Это не то путешествие в подземный мир, которое должен совершить каждый человек. При депрессии самоубийство – просто еще одно выражение саморазрушительных сил, которые несет за собой это состояние. Это более быстрый путь к гибели, но медленный зачастую является более верным. «Депрессия может привести к недостаточному уходу за собой, наркомании или расстройствам пищевого поведения или к тому, что люди доводят себя работой до изнеможения», – отмечает Кортни Вебер. Язычники, отправляющиеся в подземный мир, в большинстве случаев надеются на возвращение, но при депрессии, возможно, возвращаться назад уже не хочется. Стремление к смерти ради прекращения боли – вполне понятное желание; депрессия причиняет страдания, которые могут оказаться одними из самых страшных в жизни человека, но следует помнить, что это состояние излечимо. Вот мой способ определить, насколько уместны планы покончить с собой: способны ли вы поделиться этими мыслями с другими людьми и получить их согласие? Говорить об этом всегда трудно, даже если ясно, что жить пациенту осталось недолго, и что органы его тела отказываются работать. Депрессия действительно причиняет огромную боль, но признание боли – часть пути к исцелению.

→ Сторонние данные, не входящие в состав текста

// SPDX-License-Identifier: PMPL-1.0-or-later
// Copyright (c) 2026 Jonathan D.A. Jewell (hyperpolymath) <jonathan.jewell@open.ac.uk>
//
// outcrop-canvas — Raster handling for the Outcrop pipeline.
//
// Provides the in-memory raster wrapper (load, decode, encode, resize, save),
// the canvas planner (aspect-preserving growth and centring), the compositor
// that builds the matte and mask sent to the fill service, and the normaliser
// that brings a filled result back to the round's starting width.

pub mod compositor;
pub mod normalizer;
pub mod planner;
pub mod raster;

// Re-export the primary items so callers can use `outcrop_canvas::Raster` etc.
pub use compositor::{Mask, Matte, build_mask, build_matte};
pub use normalizer::{normalize, persist};
pub use planner::{centered_offset, plan};
pub use raster::Raster;
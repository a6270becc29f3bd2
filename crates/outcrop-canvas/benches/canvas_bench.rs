// SPDX-License-Identifier: PMPL-1.0-or-later
// Copyright (c) 2026 Jonathan D.A. Jewell (hyperpolymath) <jonathan.jewell@open.ac.uk>
//
// Criterion benchmarks for the canvas stages of one round: building the matte
// and mask for a 1280x964 photo grown by 5%, and normalising the filled result
// back to the starting width.

use criterion::{Criterion, black_box, criterion_group, criterion_main};
use image::{DynamicImage, Rgb, RgbImage};

use outcrop_canvas::{Raster, build_mask, build_matte, centered_offset, normalize, plan};

// ---------------------------------------------------------------------------
// Benchmarks
// ---------------------------------------------------------------------------

fn photo(width: u32, height: u32) -> Raster {
    let img = RgbImage::from_fn(width, height, |x, y| {
        Rgb([(x % 256) as u8, (y % 256) as u8, ((x + y) % 256) as u8])
    });
    Raster::from_dynamic(DynamicImage::ImageRgb8(img))
}

fn bench_composite(c: &mut Criterion) {
    let original = photo(1280, 964);
    let p = plan(1280, 964, 1.05);
    let offset = centered_offset(1280, 964, &p);

    c.bench_function("matte (1280x964 -> 1344x1012)", |b| {
        b.iter(|| black_box(build_matte(black_box(&original), &p, offset, [0, 0, 0, 255])));
    });

    c.bench_function("mask (1280x964 -> 1344x1012)", |b| {
        b.iter(|| black_box(build_mask(black_box(&original), &p, offset)));
    });
}

fn bench_normalize(c: &mut Criterion) {
    let filled = photo(1344, 1012);

    c.bench_function("normalize (1344x1012 -> 1280)", |b| {
        b.iter(|| black_box(normalize(black_box(filled.clone()), 1280)));
    });
}

criterion_group!(benches, bench_composite, bench_normalize);
criterion_main!(benches);
// SPDX-License-Identifier: PMPL-1.0-or-later
// Copyright (c) 2026 Jonathan D.A. Jewell (hyperpolymath) <jonathan.jewell@open.ac.uk>
//
// Human-readable error messages for the command line.
//
// Every technical error is mapped to a short plain-English summary with a
// concrete next step for the operator.

use crate::error::OutcropError;

/// Severity of an error from the operator's perspective.
#[derive(Debug, Clone, Copy, PartialEq, Eq)]
pub enum Severity {
    /// Network blip, throttling; running again may succeed.
    Transient,
    /// Operator must do something (log in, fix a path, set a project).
    ActionRequired,
    /// Cannot be fixed by retrying: bad input or unexpected service output.
    Permanent,
}

/// A human-readable error with a plain message and an actionable suggestion.
#[derive(Debug, Clone)]
pub struct HumanError {
    /// One-line summary.
    pub message: String,
    /// What the operator should try.
    pub suggestion: String,
    /// Whether running again unchanged may succeed.
    pub retriable: bool,
    pub severity: Severity,
}

impl HumanError {
    /// Multi-line text for the terminal: message, suggestion, and whether a
    /// plain re-run is worth trying.
    pub fn render(&self) -> String {
        let outlook = match (self.severity, self.retriable) {
            (Severity::Transient, _) | (_, true) => {
                "This looks temporary; running the same command again may succeed."
            }
            (Severity::ActionRequired, false) => "Re-running unchanged will fail the same way.",
            (Severity::Permanent, false) => {
                "This won't go away on its own; the input or service response needs a look."
            }
        };
        format!("{}\n{}\n{}", self.message, self.suggestion, outlook)
    }
}

/// Convert an `OutcropError` into a `HumanError`.
pub fn humanize_error(err: &OutcropError) -> HumanError {
    match err {
        OutcropError::Credential(detail) => {
            if detail.contains("No such file") || detail.contains("not found") {
                HumanError {
                    message: "The gcloud command-line tool is not installed.".into(),
                    suggestion: "Install the Google Cloud SDK, or pass --access-token-env with a variable holding a token.".into(),
                    retriable: false,
                    severity: Severity::ActionRequired,
                }
            } else {
                HumanError {
                    message: "Couldn't get an access token for the fill service.".into(),
                    suggestion: "Run `gcloud auth login` and try again.".into(),
                    retriable: false,
                    severity: Severity::ActionRequired,
                }
            }
        }

        OutcropError::Transport(detail) => HumanError {
            message: "Couldn't reach the fill service.".into(),
            suggestion: format!("Check your network connection and try again. ({detail})"),
            retriable: true,
            severity: Severity::Transient,
        },

        OutcropError::HttpStatus { status, .. } => humanize_status(*status),

        OutcropError::MissingOutput { .. } => HumanError {
            message: "The fill service answered without an image.".into(),
            suggestion: "The request may have been filtered by the service. The full response was logged; try a different input image.".into(),
            retriable: false,
            severity: Severity::Permanent,
        },

        OutcropError::Image(_) => HumanError {
            message: "There's a problem with an image.".into(),
            suggestion: "The image may be damaged or in an unusual format. Try saving it as a JPEG or PNG first.".into(),
            retriable: false,
            severity: Severity::Permanent,
        },

        OutcropError::ImageRead { path, .. } => HumanError {
            message: format!("Couldn't read {}.", path.display()),
            suggestion: "Check that the file exists and is a JPEG or PNG image.".into(),
            retriable: false,
            severity: Severity::ActionRequired,
        },

        OutcropError::ImageWrite { path, .. } => HumanError {
            message: format!("Couldn't write {}.", path.display()),
            suggestion: "Check that the output directory exists and is writable, and that the disk isn't full.".into(),
            retriable: false,
            severity: Severity::ActionRequired,
        },

        OutcropError::OutputDir { path, .. } => HumanError {
            message: format!("Couldn't create the output directory {}.", path.display()),
            suggestion: "Choose an output directory you can write to, and check that no file sits in its place.".into(),
            retriable: false,
            severity: Severity::ActionRequired,
        },

        OutcropError::InvalidConfig(detail) => HumanError {
            message: "The configuration isn't valid.".into(),
            suggestion: format!("Fix the setting and run again. ({detail})"),
            retriable: false,
            severity: Severity::ActionRequired,
        },

        OutcropError::Cancelled { completed } => HumanError {
            message: format!("Stopped after {completed} round(s)."),
            suggestion: "Start a new run from the last written image to continue.".into(),
            retriable: false,
            severity: Severity::ActionRequired,
        },

        OutcropError::Io(io_err) => HumanError {
            message: "A file operation failed.".into(),
            suggestion: format!("Check file permissions and free disk space. ({io_err})"),
            retriable: false,
            severity: Severity::ActionRequired,
        },

        OutcropError::Serialization(_) => HumanError {
            message: "A settings or response file couldn't be parsed.".into(),
            suggestion: "Check that the configuration file is valid JSON.".into(),
            retriable: false,
            severity: Severity::Permanent,
        },
    }
}

fn humanize_status(status: u16) -> HumanError {
    match status {
        401 | 403 => HumanError {
            message: "The fill service rejected our credentials.".into(),
            suggestion: "Run `gcloud auth login`, and make sure the project has the Vertex AI API enabled.".into(),
            retriable: false,
            severity: Severity::ActionRequired,
        },
        404 => HumanError {
            message: "The fill model wasn't found.".into(),
            suggestion: "Check the project id, region and model name in the configuration.".into(),
            retriable: false,
            severity: Severity::ActionRequired,
        },
        429 => HumanError {
            message: "The fill service is rate limiting us.".into(),
            suggestion: "Wait a minute and run again, or request a higher quota.".into(),
            retriable: true,
            severity: Severity::Transient,
        },
        500..=599 => HumanError {
            message: "The fill service had an internal problem.".into(),
            suggestion: "Try again in a few minutes.".into(),
            retriable: true,
            severity: Severity::Transient,
        },
        _ => HumanError {
            message: "The fill service refused the request.".into(),
            suggestion: format!("The request was rejected with HTTP {status}. Check the logged response for details."),
            retriable: false,
            severity: Severity::Permanent,
        },
    }
}

#[cfg(test)]
mod tests {
    use super::*;

    #[test]
    fn render_tells_operator_whether_rerun_helps() {
        let transient = humanize_error(&OutcropError::Transport("reset".into())).render();
        assert!(transient.starts_with("Couldn't reach the fill service."));
        assert!(transient.contains("running the same command again may succeed"));

        let action = humanize_error(&OutcropError::OutputDir {
            path: "/blocked/rounds".into(),
            reason: "Not a directory".into(),
        })
        .render();
        assert!(action.contains("/blocked/rounds"));
        assert!(action.contains("Re-running unchanged will fail"));
    }

    #[test]
    fn missing_gcloud_is_action_required() {
        let err = OutcropError::Credential("gcloud: No such file or directory".into());
        let human = humanize_error(&err);
        assert_eq!(human.severity, Severity::ActionRequired);
        assert!(human.message.contains("gcloud"));
    }

    #[test]
    fn throttling_is_transient() {
        let err = OutcropError::HttpStatus {
            status: 429,
            body: String::new(),
        };
        let human = humanize_error(&err);
        assert_eq!(human.severity, Severity::Transient);
        assert!(human.retriable);
    }

    #[test]
    fn missing_output_is_permanent() {
        let err = OutcropError::MissingOutput {
            payload: "{}".into(),
        };
        let human = humanize_error(&err);
        assert_eq!(human.severity, Severity::Permanent);
        assert!(!human.retriable);
    }

    #[test]
    fn write_failure_names_path() {
        let err = OutcropError::ImageWrite {
            path: "/readonly/out-01.jpg".into(),
            reason: "permission denied".into(),
        };
        let human = humanize_error(&err);
        assert!(human.message.contains("/readonly/out-01.jpg"));
    }
}
// SPDX-License-Identifier: PMPL-1.0-or-later
// Copyright (c) 2026 Jonathan D.A. Jewell (hyperpolymath) <jonathan.jewell@open.ac.uk>
//
// Core domain types for the Outcrop canvas-expansion pipeline.

use std::path::PathBuf;

use chrono::{DateTime, Utc};
use serde::{Deserialize, Serialize};
use uuid::Uuid;

/// Unique identifier for one multi-round run.
#[derive(Debug, Clone, Copy, PartialEq, Eq, Hash, Serialize, Deserialize)]
pub struct RunId(pub Uuid);

impl RunId {
    pub fn new() -> Self {
        Self(Uuid::new_v4())
    }
}

impl Default for RunId {
    fn default() -> Self {
        Self::new()
    }
}

impl std::fmt::Display for RunId {
    fn fmt(&self, f: &mut std::fmt::Formatter<'_>) -> std::fmt::Result {
        write!(f, "{}", self.0)
    }
}

/// Target canvas for one round.
///
/// `aspect_ratio` is the ratio of the raster that entered the round, not the
/// ratio of the rounded `width`/`height` pair (which may differ by up to one
/// pixel of rounding).
#[derive(Debug, Clone, Copy, PartialEq, Serialize, Deserialize)]
pub struct CanvasPlan {
    pub width: u32,
    pub height: u32,
    pub aspect_ratio: f64,
}

/// Pixel offset of the original raster inside the expanded canvas.
///
/// Signed because a scale below 1.0 shrinks the canvas and pushes the
/// original partly outside it.
#[derive(Debug, Clone, Copy, PartialEq, Eq, Default, Serialize, Deserialize)]
pub struct Offset {
    pub x: i64,
    pub y: i64,
}

/// Meaning of a mask pixel.
///
/// The fill service reads the mask as a colour image: white marks pixels it
/// may synthesise, black marks pixels it must keep. Swapping the two inverts
/// the edit.
#[derive(Debug, Clone, Copy, PartialEq, Eq, Serialize, Deserialize)]
pub enum MaskRole {
    /// Border region the model is free to synthesise.
    Generate,
    /// Original content that must be preserved exactly.
    Preserve,
}

impl MaskRole {
    /// RGBA colour this role is encoded as on the wire.
    pub const fn rgba(self) -> [u8; 4] {
        match self {
            Self::Generate => [255, 255, 255, 255],
            Self::Preserve => [0, 0, 0, 255],
        }
    }

    /// Decode a mask pixel. Anything other than the two reserved colours is
    /// not a valid mask value.
    pub fn from_rgba(rgba: [u8; 4]) -> Option<Self> {
        if rgba == Self::Generate.rgba() {
            Some(Self::Generate)
        } else if rgba == Self::Preserve.rgba() {
            Some(Self::Preserve)
        } else {
            None
        }
    }
}

/// Generation parameters sent with every fill request.
#[derive(Debug, Clone, Copy, PartialEq, Serialize, Deserialize)]
pub struct FillParams {
    /// Fractional growth of the generate region past the strict border.
    pub dilation: f64,
    /// Step budget for the generation.
    pub base_steps: u32,
}

impl Default for FillParams {
    fn default() -> Self {
        Self {
            dilation: 0.03,
            base_steps: 50,
        }
    }
}

/// Classification of errors for retry logic.
#[derive(Debug, Clone, Copy, PartialEq, Eq, Serialize, Deserialize)]
pub enum ErrorClass {
    /// Network blip, timeout, throttling, expired token. Safe to retry.
    Transient,
    /// Operator must act (log in, fix a path, grant access).
    UserAction,
    /// Retrying will not help: bad request, bad image, bad config.
    Permanent,
}

/// Pipeline stages of a single round, in execution order.
#[derive(Debug, Clone, Copy, PartialEq, Eq, Serialize, Deserialize)]
pub enum Stage {
    Load,
    Plan,
    Matte,
    Mask,
    Fill,
    Normalize,
    Persist,
}

impl std::fmt::Display for Stage {
    fn fmt(&self, f: &mut std::fmt::Formatter<'_>) -> std::fmt::Result {
        let name = match self {
            Self::Load => "load",
            Self::Plan => "plan",
            Self::Matte => "matte",
            Self::Mask => "mask",
            Self::Fill => "fill",
            Self::Normalize => "normalize",
            Self::Persist => "persist",
        };
        f.write_str(name)
    }
}

/// What one round did.
#[derive(Debug, Clone, Serialize, Deserialize)]
pub struct RoundReport {
    /// Zero-based round index.
    pub index: u32,
    pub input: PathBuf,
    pub output: PathBuf,
    /// Size of the raster that entered the round.
    pub input_size: (u32, u32),
    pub plan: CanvasPlan,
    pub offset: Offset,
    /// Size of the raster returned by the fill service.
    pub filled_size: (u32, u32),
    /// Size of the persisted result.
    pub output_size: (u32, u32),
    pub started_at: DateTime<Utc>,
    pub finished_at: DateTime<Utc>,
}

/// Outcome of a completed run.
#[derive(Debug, Clone, Serialize, Deserialize)]
pub struct RunSummary {
    pub run_id: RunId,
    pub reports: Vec<RoundReport>,
}

impl RunSummary {
    /// Path of the last persisted round, if any round ran.
    pub fn final_output(&self) -> Option<&PathBuf> {
        self.reports.last().map(|r| &r.output)
    }
}

#[cfg(test)]
mod tests {
    use super::*;

    #[test]
    fn mask_roles_use_distinct_colours() {
        assert_ne!(MaskRole::Generate.rgba(), MaskRole::Preserve.rgba());
        assert_eq!(MaskRole::Generate.rgba(), [255, 255, 255, 255]);
        assert_eq!(MaskRole::Preserve.rgba(), [0, 0, 0, 255]);
    }

    #[test]
    fn mask_role_decodes_reserved_colours_only() {
        assert_eq!(
            MaskRole::from_rgba([255, 255, 255, 255]),
            Some(MaskRole::Generate)
        );
        assert_eq!(MaskRole::from_rgba([0, 0, 0, 255]), Some(MaskRole::Preserve));
        assert_eq!(MaskRole::from_rgba([128, 128, 128, 255]), None);
    }

    #[test]
    fn stage_names() {
        assert_eq!(Stage::Fill.to_string(), "fill");
        assert_eq!(Stage::Normalize.to_string(), "normalize");
    }

    #[test]
    fn run_ids_are_unique() {
        assert_ne!(RunId::new(), RunId::new());
    }
}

«Во многих случаях суицидальные намерения возникают, потому что в жизни человека есть какая-то непреодолимая боль или стресс, и нет другого очевидного способа решить проблему, – говорит Релла. – В таких случаях мы можем попытаться разработать методы облегчения боли и стресса, чтобы самоубийство не казалось единственным выходом. Суицидальные мысли могут указывать, что наш привычный образ жизни несостоятелен. Осознав это, мы можем избавиться от этого образа жизни, а не от собственного тела… Вместо того чтобы рассматривать суицидальные настроения как нечто ужасное, что нужно подавить или устранить, истинная цель состоит в том, чтобы действительно разобраться, когда и почему они появляются, какую глубинную проблему пытаются решить, и посмотреть, можно ли найти иное решение, не требующее нашей смерти. Ясно одно: если человек решил умереть, то он знает, чем закончится его история. Но если он готов остаться в живых и работать со мной, мы сможем эту историю изменить и переписать».
У Вебер никогда не было серьезных мыслей о самоубийстве. «Нет, я боюсь боли, – сказала она. – В какой-то момент, примерно в четырнадцать лет, я написала в дневнике, что хочу покончить со всем этим, но не думаю, что действительно имела в виду суицид. Я написала это, потому что так принято говорить. Я исследовала это чувство и поняла, что на самом деле у меня нет таких стремлений. У меня никогда не возникало мыслей о самоубийстве». Вебер сталкивалась с проблемой суицида, и «страдания, которые возникают в результате такого выбора», не обошли ее стороной.
Многие люди считают депрессию и самоубийство почти синонимичными понятиями, но, как показывает случай Вебер, это не так. Между самоубийством и депрессией нет прямой связи. В то время как 60 % людей, покончивших с собой, страдают от какого-либо аффективного нарушения (к которым относится биполярное расстройство, а также большое депрессивное расстройство и дистимия, другая форма депрессии), только 2–3 % процента людей, лечащихся от депрессии, совершают самоубийство (однако шансы возрастают до 4 % для людей, которые были госпитализированы в связи с этим состоянием, и до 6 % у тех, кто проходил стационарное лечение после мыслей о самоубийстве)[24]. (Около 30 % людей с депрессией не получают никакого лечения[25], и при этом считается, что половина взрослого населения США страдает этим расстройством настроения[26].) Это означает, что хотя люди в депрессии, конечно, более склонны к суициду, подавляющее большинство из них все равно не совершает такой выбор.